Olivier Dubois a retrouvé mardi la France et les siens. Captif durant presque deux ans au Mali, le journaliste avait été enlevé en 2021 par la branche sahélienne d'Al-Qaïda. La libération des otages fait l'objet de négociations aussi actives que secrètes entre États et groupes armés. Enlèvement, discussions, versement d'une rançon : décodage d'un processus délicat et nimbé de mystères.
"Dans ces négociations, très longues, on a identifié deux canaux principaux", expose Étienne Dignat, chercheur associé au Centre de recherches internationales (CERI, Sciences-Po) et auteur d'un essai sur le ténébreux sujet des prises d'otages*. "Un premier canal malien, qui s'est développé durant plus d'un an par plusieurs intermédiaires, notamment un intermédiaire touareg ; puis ensuite, à mesure que les relations se détérioraient entre la France et le Mali, un deuxième canal, nigérien, s'est développé.
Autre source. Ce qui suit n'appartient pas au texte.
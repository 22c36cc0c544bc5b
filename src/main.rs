use expense_tracker::config::Config;
use expense_tracker::server;
use tracing_subscriber::layer::SubscriberExt;
use tracing_subscriber::util::SubscriberInitExt;

#[tokio::main]
async fn main() -> Result<(), Box<dyn std::error::Error>> {
    tracing_subscriber::registry()
        .with(
            tracing_subscriber::EnvFilter::try_from_default_env()
                .unwrap_or_else(|_| "expense_tracker=debug,tower_http=debug".into()),
        )
        .with(tracing_subscriber::fmt::layer())
        .init();

    let config = Config::from_env();
    tracing::info!(
        version = expense_tracker::VERSION,
        database = %config.database_path.display(),
        "Starting expense tracker on {}",
        config.address()
    );

    let host = config.host.clone();
    let port = config.port;
    let (_state, app) = server::build_app(config)?;

    let (actual_port, handle) = server::serve(app, &host, port).await?;
    tracing::info!("Listening on http://{}:{}", host, actual_port);
    tracing::info!("Health check: http://{}:{}/api/health", host, actual_port);

    handle.await??;
    Ok(())
}
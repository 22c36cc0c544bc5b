use axum::Router;
use tokio::net::TcpListener;
use tokio::task::JoinHandle;
use tower_http::cors::CorsLayer;
use tower_http::trace::TraceLayer;

use crate::config::Config;
use crate::db::{create_pool, migrations, seed, DbPool};
use crate::handlers;
use crate::state::AppState;

/// Creates the schema and default categories. Safe to run against a store
/// that has already been initialized.
pub fn initialize_database(db: &DbPool, config: &Config) -> Result<(), Box<dyn std::error::Error>> {
    let conn = db.get()?;
    migrations::run_migrations(&conn, &config.migrations_path)?;
    seed::seed_default_categories(&conn)?;
    Ok(())
}

/// The `/api` routes with the CORS and tracing layers applied.
pub fn router(state: AppState) -> Router {
    Router::new()
        .merge(handlers::routes())
        .layer(CorsLayer::permissive())
        .layer(TraceLayer::new_for_http())
        .with_state(state)
}

/// Build the application state and Axum router from a [`Config`].
///
/// Creates the database pool and initializes the schema before any request
/// can be served.
pub fn build_app(config: Config) -> Result<(AppState, Router), Box<dyn std::error::Error>> {
    let db = create_pool(&config.database_path)?;
    initialize_database(&db, &config)?;

    let state = AppState::new(db);
    let app = router(state.clone());

    Ok((state, app))
}

/// Bind the router to `host:port` and spawn the server as a tokio task.
///
/// Returns the actual port the server bound to (useful when `port` is 0 for
/// OS-assigned ports) and a [`JoinHandle`] for the server task.
pub async fn serve(
    app: Router,
    host: &str,
    port: u16,
) -> Result<(u16, JoinHandle<std::io::Result<()>>), Box<dyn std::error::Error>> {
    let addr = format!("{host}:{port}");
    let listener = TcpListener::bind(&addr).await?;
    let actual_port = listener.local_addr()?.port();

    let handle = tokio::spawn(async move { axum::serve(listener, app).await });

    Ok((actual_port, handle))
}
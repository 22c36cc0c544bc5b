use std::sync::LazyLock;

use axum::extract::rejection::JsonRejection;
use axum::extract::State;
use axum::http::StatusCode;
use axum::response::Json;
use regex::Regex;
use serde::{Deserialize, Serialize};
use tracing::info;

use crate::db::queries::categories;
use crate::error::{is_constraint_violation, AppError, AppResult};
use crate::models::{Category, NewCategory, DEFAULT_CATEGORY_COLOR};
use crate::state::AppState;

static HEX_COLOR: LazyLock<Regex> = LazyLock::new(|| {
    Regex::new(r"^#(?:[0-9a-fA-F]{3}|[0-9a-fA-F]{6})$").expect("hex color pattern is valid")
});

#[derive(Debug, Default, Deserialize)]
pub struct CategoryPayload {
    pub name: Option<String>,
    pub color: Option<String>,
}

impl CategoryPayload {
    pub fn to_new_category(&self) -> AppResult<NewCategory> {
        let name = self
            .name
            .as_deref()
            .filter(|n| !n.is_empty())
            .ok_or_else(|| AppError::Validation("Category name is required".into()))?
            .trim();

        if name.chars().count() < 2 {
            return Err(AppError::Validation(
                "Category name must be at least 2 characters".into(),
            ));
        }

        let color = match self.color.as_deref().map(str::trim) {
            None | Some("") => DEFAULT_CATEGORY_COLOR.to_string(),
            Some(c) if HEX_COLOR.is_match(c) => c.to_string(),
            Some(c) => {
                return Err(AppError::Validation(format!(
                    "Invalid color '{}': expected a hex code like #808080",
                    c
                )))
            }
        };

        Ok(NewCategory {
            name: name.to_string(),
            color,
        })
    }
}

#[derive(Debug, Serialize)]
pub struct CategoryResponse {
    pub id: i64,
    pub message: String,
    pub category: Category,
}

pub async fn list(State(state): State<AppState>) -> AppResult<Json<Vec<Category>>> {
    let conn = state.db.get()?;
    Ok(Json(categories::list_categories(&conn)?))
}

pub async fn create(
    State(state): State<AppState>,
    payload: Result<Json<CategoryPayload>, JsonRejection>,
) -> AppResult<(StatusCode, Json<CategoryResponse>)> {
    let Json(payload) = payload?;
    let new_category = payload.to_new_category()?;

    let conn = state.db.get()?;
    let id = match categories::create_category(&conn, &new_category) {
        Ok(id) => id,
        Err(e) if is_constraint_violation(&e) => {
            return Err(AppError::Conflict("Category already exists".into()));
        }
        Err(e) => return Err(e.into()),
    };
    info!(category_id = id, name = %new_category.name, "Category created");

    Ok((
        StatusCode::CREATED,
        Json(CategoryResponse {
            id,
            message: "Category added successfully".into(),
            category: Category {
                id,
                name: new_category.name,
                color: new_category.color,
            },
        }),
    ))
}
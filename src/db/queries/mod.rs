pub mod analytics;
pub mod categories;
pub mod expenses;
pub mod filter;
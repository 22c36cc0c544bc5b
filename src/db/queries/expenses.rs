use crate::db::queries::filter::ExpenseFilter;
use crate::models::expense::{Expense, NewExpense};
use rusqlite::{params, params_from_iter, Connection, OptionalExtension, Row};
use tracing::{debug, trace};

const EXPENSE_COLUMNS: &str = "id, amount, category, description, date, created_at";

fn expense_from_row(row: &Row<'_>) -> rusqlite::Result<Expense> {
    Ok(Expense {
        id: row.get(0)?,
        amount: row.get(1)?,
        category: row.get(2)?,
        description: row.get(3)?,
        date: row.get(4)?,
        created_at: row.get(5)?,
    })
}

/// Matching expenses, newest date first. Rows sharing a date come back
/// newest insert first.
pub fn list_expenses(conn: &Connection, filter: &ExpenseFilter) -> rusqlite::Result<Vec<Expense>> {
    let clause = filter.where_clause();
    let sql = format!(
        "SELECT {EXPENSE_COLUMNS} FROM expenses {} ORDER BY date DESC, id DESC",
        clause.sql
    );

    let mut stmt = conn.prepare(&sql)?;
    let expenses = stmt
        .query_map(params_from_iter(clause.params.iter()), expense_from_row)?
        .collect::<rusqlite::Result<Vec<_>>>()?;

    debug!(count = expenses.len(), "Listed expenses");
    Ok(expenses)
}

pub fn get_expense(conn: &Connection, id: i64) -> rusqlite::Result<Option<Expense>> {
    trace!(expense_id = id, "Fetching expense");
    conn.query_row(
        &format!("SELECT {EXPENSE_COLUMNS} FROM expenses WHERE id = ?"),
        [id],
        expense_from_row,
    )
    .optional()
}

pub fn create_expense(conn: &Connection, expense: &NewExpense) -> rusqlite::Result<i64> {
    conn.execute(
        "INSERT INTO expenses (amount, category, description, date) VALUES (?, ?, ?, ?)",
        params![
            expense.amount,
            expense.category,
            expense.description,
            expense.date
        ],
    )?;
    let id = conn.last_insert_rowid();
    debug!(expense_id = id, amount = expense.amount, category = %expense.category, "Created expense");
    Ok(id)
}

/// Overwrites all four mutable fields. Returns false when no row has `id`.
pub fn update_expense(conn: &Connection, id: i64, expense: &NewExpense) -> rusqlite::Result<bool> {
    let rows = conn.execute(
        "UPDATE expenses SET amount = ?, category = ?, description = ?, date = ? WHERE id = ?",
        params![
            expense.amount,
            expense.category,
            expense.description,
            expense.date,
            id
        ],
    )?;
    if rows > 0 {
        debug!(expense_id = id, "Updated expense");
    }
    Ok(rows > 0)
}

pub fn delete_expense(conn: &Connection, id: i64) -> rusqlite::Result<bool> {
    let rows = conn.execute("DELETE FROM expenses WHERE id = ?", [id])?;
    if rows > 0 {
        debug!(expense_id = id, "Deleted expense");
    }
    Ok(rows > 0)
}

#[cfg(test)]
mod tests {
    use super::*;
    use crate::db::migrations::run_migrations;
    use std::path::Path;

    fn setup() -> Connection {
        let conn = Connection::open_in_memory().unwrap();
        run_migrations(&conn, Path::new("migrations")).unwrap();
        conn
    }

    fn new_expense(amount: f64, category: &str, date: &str) -> NewExpense {
        NewExpense {
            amount,
            category: category.into(),
            description: String::new(),
            date: date.into(),
        }
    }

    #[test]
    fn test_create_and_get_expense() {
        let conn = setup();
        let id = create_expense(&conn, &new_expense(42.5, "Food", "2024-01-15")).unwrap();

        let expense = get_expense(&conn, id).unwrap().expect("expense should exist");
        assert_eq!(expense.id, id);
        assert_eq!(expense.amount, 42.5);
        assert_eq!(expense.category, "Food");
        assert_eq!(expense.description, "");
        assert_eq!(expense.date, "2024-01-15");
        assert!(!expense.created_at.is_empty());
    }

    #[test]
    fn test_list_orders_by_date_descending() {
        let conn = setup();
        create_expense(&conn, &new_expense(1.0, "Food", "2024-01-01")).unwrap();
        create_expense(&conn, &new_expense(2.0, "Food", "2024-03-01")).unwrap();
        create_expense(&conn, &new_expense(3.0, "Food", "2024-02-01")).unwrap();

        let dates: Vec<String> = list_expenses(&conn, &ExpenseFilter::default())
            .unwrap()
            .into_iter()
            .map(|e| e.date)
            .collect();
        assert_eq!(dates, vec!["2024-03-01", "2024-02-01", "2024-01-01"]);
    }

    #[test]
    fn test_list_applies_date_bounds_inclusively() {
        let conn = setup();
        create_expense(&conn, &new_expense(1.0, "Food", "2024-01-01")).unwrap();
        create_expense(&conn, &new_expense(2.0, "Food", "2024-01-31")).unwrap();
        create_expense(&conn, &new_expense(3.0, "Food", "2024-02-01")).unwrap();

        let filter = ExpenseFilter {
            start_date: Some("2024-01-01".into()),
            end_date: Some("2024-01-31".into()),
            category: None,
        };
        let amounts: Vec<f64> = list_expenses(&conn, &filter)
            .unwrap()
            .into_iter()
            .map(|e| e.amount)
            .collect();
        assert_eq!(amounts, vec![2.0, 1.0]);
    }

    #[test]
    fn test_list_by_category() {
        let conn = setup();
        create_expense(&conn, &new_expense(1.0, "Food", "2024-01-01")).unwrap();
        create_expense(&conn, &new_expense(2.0, "Bills", "2024-01-02")).unwrap();

        let filter = ExpenseFilter {
            category: Some("Bills".into()),
            ..Default::default()
        };
        let found = list_expenses(&conn, &filter).unwrap();
        assert_eq!(found.len(), 1);
        assert_eq!(found[0].category, "Bills");
    }

    #[test]
    fn test_update_and_delete_report_missing_rows() {
        let conn = setup();
        let id = create_expense(&conn, &new_expense(1.0, "Food", "2024-01-01")).unwrap();

        assert!(update_expense(&conn, id, &new_expense(9.0, "Other", "2024-02-02")).unwrap());
        let updated = get_expense(&conn, id).unwrap().unwrap();
        assert_eq!(updated.amount, 9.0);
        assert_eq!(updated.category, "Other");

        assert!(!update_expense(&conn, id + 100, &new_expense(1.0, "x", "y")).unwrap());
        assert!(delete_expense(&conn, id).unwrap());
        assert!(!delete_expense(&conn, id).unwrap());
        assert!(get_expense(&conn, id).unwrap().is_none());
    }
}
À ce moment-là, on suppose que c'est le pouvoir au Niger qui a pris la main pour la libération d'Olivier Dubois", détaille-t-il.
Difficile de percer à jour la nature des tractations, tant elles sont menées dans une discrétion absolue. "Vous discutez avec des gens, vous avez des témoignages, des gens qui parlent en France, au Niger, au Mali, et peu à peu on arrive à recouper les canaux existants", glisse l'enseignant.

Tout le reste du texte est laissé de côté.